BEGIN

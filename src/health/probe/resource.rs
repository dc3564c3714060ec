use std::sync::Arc;

use async_trait::async_trait;
use tracing::debug;

use crate::config::{Instance, ProcessConfig, ResourceThresholds};
use crate::health::report::{ProbeDetail, ProbeKind, ProbeVerdict};
use crate::inspect::{ProcessInspector, ProcessRow};

use super::Probe;

const CPU_HIGH: u8 = 1;
const MEM_HIGH: u8 = 2;

/// Verdict for one process sample against the thresholds
///
/// CPU and memory are independent flags combined into a single verdict;
/// memory is high when either the virtual or the resident size is over its
/// limit. Thresholds alone never produce FAILED.
pub fn evaluate(row: &ProcessRow, thresholds: &ResourceThresholds) -> ProbeVerdict {
    let mut status = 0;
    if row.cpu_percent > thresholds.max_cpu_percent {
        status |= CPU_HIGH;
    }
    if row.vsz_kib > thresholds.max_vsz_kib || row.rss_kib > thresholds.max_rss_kib {
        status |= MEM_HIGH;
    }

    let verdict = match status {
        0 => ProbeVerdict::ok(ProbeKind::Resources),
        CPU_HIGH => ProbeVerdict::warning(ProbeKind::Resources, "CPU IS BUSY"),
        MEM_HIGH => ProbeVerdict::warning(ProbeKind::Resources, "MEMORY IS TOO LARGE"),
        _ => ProbeVerdict::warning(ProbeKind::Resources, "CPU IS BUSY & MEMORY IS TOO LARGE"),
    };

    verdict.with_detail(ProbeDetail::Resources {
        cpu_percent: row.cpu_percent,
        vsz_kib: row.vsz_kib,
        rss_kib: row.rss_kib,
    })
}

/// CPU and memory footprint of the proxy process
pub struct ResourceUsageProbe {
    process: ProcessConfig,
    thresholds: ResourceThresholds,
    inspector: Arc<dyn ProcessInspector>,
}

impl ResourceUsageProbe {
    pub fn new(
        process: ProcessConfig,
        thresholds: ResourceThresholds,
        inspector: Arc<dyn ProcessInspector>,
    ) -> Self {
        Self {
            process,
            thresholds,
            inspector,
        }
    }
}

#[async_trait]
impl Probe for ResourceUsageProbe {
    fn kind(&self) -> ProbeKind {
        ProbeKind::Resources
    }

    async fn check(&self, instance: &Instance) -> ProbeVerdict {
        let signature = self.process.signature_for(&instance.name);

        let rows = match self.inspector.find(&signature).await {
            Ok(rows) => rows,
            Err(e) => return ProbeVerdict::failed(self.kind(), e.to_string()),
        };

        match rows.first() {
            Some(row) => {
                debug!(
                    instance = %instance.name,
                    pid = row.pid,
                    cpu = row.cpu_percent,
                    vsz_kib = row.vsz_kib,
                    rss_kib = row.rss_kib,
                    "Resource sample"
                );
                evaluate(row, &self.thresholds)
            }
            None => ProbeVerdict::failed(self.kind(), "no process matches the launch signature"),
        }
    }
}
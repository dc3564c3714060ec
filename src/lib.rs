//! Health monitor for a fleet of MySQL proxy instances
//!
//! Each configured instance is checked by a fixed battery of probes and the
//! verdicts are folded into a single OK / WARNING / FAILED report.

pub mod client;
pub mod config;
pub mod health;
pub mod inspect;
pub mod metrics;
pub mod protocol;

END

Of all the entries above, output exactly the lines between the one holding "never produce FAILED." and the one holding "async fn check(&self, instance: &Instance)", inclusive.

/// limit. Thresholds alone never produce FAILED.
pub fn evaluate(row: &ProcessRow, thresholds: &ResourceThresholds) -> ProbeVerdict {
    let mut status = 0;
    if row.cpu_percent > thresholds.max_cpu_percent {
        status |= CPU_HIGH;
    }
    if row.vsz_kib > thresholds.max_vsz_kib || row.rss_kib > thresholds.max_rss_kib {
        status |= MEM_HIGH;
    }

    let verdict = match status {
        0 => ProbeVerdict::ok(ProbeKind::Resources),
        CPU_HIGH => ProbeVerdict::warning(ProbeKind::Resources, "CPU IS BUSY"),
        MEM_HIGH => ProbeVerdict::warning(ProbeKind::Resources, "MEMORY IS TOO LARGE"),
        _ => ProbeVerdict::warning(ProbeKind::Resources, "CPU IS BUSY & MEMORY IS TOO LARGE"),
    };

    verdict.with_detail(ProbeDetail::Resources {
        cpu_percent: row.cpu_percent,
        vsz_kib: row.vsz_kib,
        rss_kib: row.rss_kib,
    })
}

/// CPU and memory footprint of the proxy process
pub struct ResourceUsageProbe {
    process: ProcessConfig,
    thresholds: ResourceThresholds,
    inspector: Arc<dyn ProcessInspector>,
}

impl ResourceUsageProbe {
    pub fn new(
        process: ProcessConfig,
        thresholds: ResourceThresholds,
        inspector: Arc<dyn ProcessInspector>,
    ) -> Self {
        Self {
            process,
            thresholds,
            inspector,
        }
    }
}

#[async_trait]
impl Probe for ResourceUsageProbe {
    fn kind(&self) -> ProbeKind {
        ProbeKind::Resources
    }

    async fn check(&self, instance: &Instance) -> ProbeVerdict {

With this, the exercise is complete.